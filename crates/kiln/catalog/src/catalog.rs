//! The product catalog
//!
//! [`Catalog`] owns one registry per family and per product line and is the
//! only entry point client code needs. A process normally shares a single
//! catalog through [`global`].

use crate::armour::{self, ArmourLine};
use crate::config::CatalogConfig;
use crate::furniture::{self, FurnitureFactory};
use crate::logistics::{self, LogisticsLine};
use crate::themes::{self, ThemeFactory};
use crate::vehicles::{self, VehicleFactory};
use kiln_core::{
    ensure_consistent, CreationError, CreatorRegistry, FactoryRegistry, Rendition, Result,
    SingletonCell, TemplateOperation, VariantKey,
};
use serde::{Deserialize, Serialize};
use std::fmt;
use std::sync::Arc;
use tracing::debug;

/// Registry name used for errors about unknown families
pub const CATALOG: &str = "catalog";

/// How a catalog entry produces its products
#[derive(Debug, Clone, Copy, PartialEq, Eq, Serialize, Deserialize)]
#[serde(rename_all = "lowercase")]
pub enum EntryKind {
    /// Abstract factory: one factory per variant builds the whole family
    Factory,
    /// Factory method: one creator per key runs the line's fixed operation
    Creator,
}

impl fmt::Display for EntryKind {
    fn fmt(&self, f: &mut fmt::Formatter<'_>) -> fmt::Result {
        match self {
            Self::Factory => write!(f, "factory"),
            Self::Creator => write!(f, "creator"),
        }
    }
}

/// One family or product line offered by the catalog
#[derive(Debug, Clone, PartialEq, Eq, Serialize, Deserialize)]
pub struct FamilyEntry {
    pub name: String,
    pub kind: EntryKind,
    pub keys: Vec<VariantKey>,
}

/// Products built for one showroom stand
#[derive(Debug, Clone, PartialEq, Serialize, Deserialize)]
pub struct Showcase {
    pub family: String,
    pub selection: VariantKey,
    pub renditions: Vec<Rendition>,
}

pub struct Catalog {
    furniture: FactoryRegistry<dyn FurnitureFactory>,
    vehicles: FactoryRegistry<dyn VehicleFactory>,
    themes: FactoryRegistry<dyn ThemeFactory>,
    armour: CreatorRegistry<ArmourLine>,
    logistics: CreatorRegistry<LogisticsLine>,
}

impl Catalog {
    /// Catalog with every built-in variant and creator registered
    pub fn standard() -> Result<Self> {
        let catalog = Self {
            furniture: furniture::registry()?,
            vehicles: vehicles::registry()?,
            themes: themes::registry()?,
            armour: armour::registry()?,
            logistics: logistics::registry()?,
        };
        debug!(families = catalog.families().len(), "Catalog assembled");
        Ok(catalog)
    }

    /// Build every product of `family` in `variant`.
    ///
    /// Factory families resolve one factory and build all roles from it; the
    /// result is checked to share one variant. Product lines run the
    /// resolved creator's operation once.
    pub fn build(&self, family: &str, variant: &str) -> Result<Vec<Rendition>> {
        let renditions = match family {
            furniture::FAMILY => {
                furniture::furnish(self.furniture.resolve_factory(variant)?.as_ref())
            }
            vehicles::FAMILY => vehicles::test_drive(self.vehicles.resolve_factory(variant)?.as_ref()),
            themes::FAMILY => themes::render_form(self.themes.resolve_factory(variant)?.as_ref()),
            armour::LINE | logistics::LINE => return Ok(vec![self.craft(family, variant)?]),
            _ => return Err(CreationError::unknown(CATALOG, family)),
        };
        ensure_consistent(&renditions)?;
        debug!(family, variant, products = renditions.len(), "Family built");
        Ok(renditions)
    }

    /// Resolve `creator` in product line `line` and run its operation.
    ///
    /// The rendition's variant is the creator key, whatever product it built.
    pub fn craft(&self, line: &str, creator: &str) -> Result<Rendition> {
        let rendition = match line {
            armour::LINE => self
                .armour
                .resolve_creator(creator)?
                .template_operation()?
                .rendition(creator),
            logistics::LINE => self
                .logistics
                .resolve_creator(creator)?
                .template_operation()?
                .rendition(creator),
            _ => return Err(CreationError::unknown(CATALOG, line)),
        };
        debug!(line, creator, "Creator ran");
        Ok(rendition)
    }

    /// Every family and product line with its registered keys
    pub fn families(&self) -> Vec<FamilyEntry> {
        let factory = |name: &str, keys: Vec<VariantKey>| FamilyEntry {
            name: name.to_string(),
            kind: EntryKind::Factory,
            keys,
        };
        let creator = |name: &str, keys: Vec<VariantKey>| FamilyEntry {
            name: name.to_string(),
            kind: EntryKind::Creator,
            keys,
        };
        vec![
            factory(furniture::FAMILY, self.furniture.variants()),
            factory(vehicles::FAMILY, self.vehicles.variants()),
            factory(themes::FAMILY, self.themes.variants()),
            creator(armour::LINE, self.armour.keys()),
            creator(logistics::LINE, self.logistics.keys()),
        ]
    }

    /// Build one stand per family using the configured selections.
    ///
    /// Fails on the first selection that names an unregistered key.
    pub fn showroom(&self, config: &CatalogConfig) -> Result<Vec<Showcase>> {
        self.families()
            .into_iter()
            .map(|entry| {
                let selection = config
                    .selection_for(&entry.name)
                    .ok_or_else(|| CreationError::unknown(CATALOG, entry.name.as_str()))?;
                let renditions = self.build(&entry.name, selection)?;
                Ok(Showcase {
                    family: entry.name,
                    selection: VariantKey::from(selection),
                    renditions,
                })
            })
            .collect()
    }
}

fn bootstrap() -> anyhow::Result<Catalog> {
    Ok(Catalog::standard()?)
}

static GLOBAL: SingletonCell<Catalog> = SingletonCell::new(bootstrap);

/// The process-wide catalog, assembled on first use
pub fn global() -> Result<Arc<Catalog>> {
    GLOBAL.get_instance()
}

#[cfg(test)]
mod tests {
    use super::*;

    #[test]
    fn builds_each_factory_family() {
        let catalog = Catalog::standard().unwrap();
        let room = catalog.build("furniture", "art-deco").unwrap();
        assert_eq!(room.len(), 3);
        assert!(room.iter().all(|r| r.variant == "art-deco"));

        let cars = catalog.build("vehicles", "dark").unwrap();
        assert_eq!(cars[0].detail, "Riding a dark SUV");
    }

    #[test]
    fn build_routes_lines_through_creators() {
        let catalog = Catalog::standard().unwrap();
        let built = catalog.build("armour", "helmet").unwrap();
        assert_eq!(built.len(), 1);
        assert_eq!(built[0].detail, "Durability: Helmet durability: 300/300");
    }

    #[test]
    fn unknown_family_is_configuration_error() {
        let catalog = Catalog::standard().unwrap();
        match catalog.build("pottery", "raku") {
            Err(CreationError::Configuration { registry, key }) => {
                assert_eq!(registry, CATALOG);
                assert_eq!(key, "pottery");
            }
            other => panic!("unexpected result: {other:?}"),
        }
    }

    #[test]
    fn unknown_variant_names_its_family() {
        let catalog = Catalog::standard().unwrap();
        match catalog.build("themes", "solarized") {
            Err(CreationError::Configuration { registry, .. }) => assert_eq!(registry, "themes"),
            other => panic!("unexpected result: {other:?}"),
        }
    }

    #[test]
    fn craft_rejects_factory_families() {
        let catalog = Catalog::standard().unwrap();
        assert!(catalog.craft("furniture", "modern").is_err());
        let plan = catalog.craft("logistics", "road").unwrap();
        assert_eq!(plan.variant, "road");
        assert!(plan.detail.ends_with("(truck)"));
    }

    #[test]
    fn families_lists_keys_by_kind() {
        let catalog = Catalog::standard().unwrap();
        let families = catalog.families();
        assert_eq!(families.len(), 5);

        let furniture = &families[0];
        assert_eq!(furniture.kind, EntryKind::Factory);
        assert_eq!(furniture.keys, vec!["art-deco", "modern", "victorian"]);

        let logistics = families.iter().find(|f| f.name == "logistics").unwrap();
        assert_eq!(logistics.kind, EntryKind::Creator);
        assert_eq!(logistics.keys, vec!["road", "sea"]);
    }

    #[test]
    fn showroom_uses_configured_selections() {
        let catalog = Catalog::standard().unwrap();
        let mut config = CatalogConfig::default();
        config.selection.furniture = "victorian".into();
        config.selection.logistics = "sea".into();

        let stands = catalog.showroom(&config).unwrap();
        assert_eq!(stands.len(), 5);
        assert_eq!(stands[0].selection, "victorian");
        assert!(stands[0].renditions.iter().all(|r| r.variant == "victorian"));
        assert_eq!(stands[4].renditions[0].variant, "sea");
    }

    #[test]
    fn every_stand_belongs_to_its_selection() {
        let catalog = Catalog::standard().unwrap();
        let mut config = CatalogConfig::default();
        config.selection.themes = "dark".into();
        config.selection.armour = "pauldron".into();

        for stand in catalog.showroom(&config).unwrap() {
            assert!(!stand.renditions.is_empty(), "{} built nothing", stand.family);
            for rendition in &stand.renditions {
                assert!(
                    rendition.belongs_to(&stand.selection),
                    "{} stand '{}' holds {}",
                    stand.family,
                    stand.selection,
                    rendition
                );
            }
        }
    }

    #[test]
    fn showroom_fails_closed_on_unknown_selection() {
        let catalog = Catalog::standard().unwrap();
        let mut config = CatalogConfig::default();
        config.selection.vehicles = "red".into();
        assert!(catalog.showroom(&config).is_err());
    }

    #[test]
    fn global_catalog_is_shared() {
        let first = global().unwrap();
        let second = global().unwrap();
        assert!(Arc::ptr_eq(&first, &second));
    }
}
=====
In the preceding material, find each line holding the word "ArmourLine" and copy it out.

EXPECTED ANSWER:
use crate::armour::{self, ArmourLine};
    armour: CreatorRegistry<ArmourLine>,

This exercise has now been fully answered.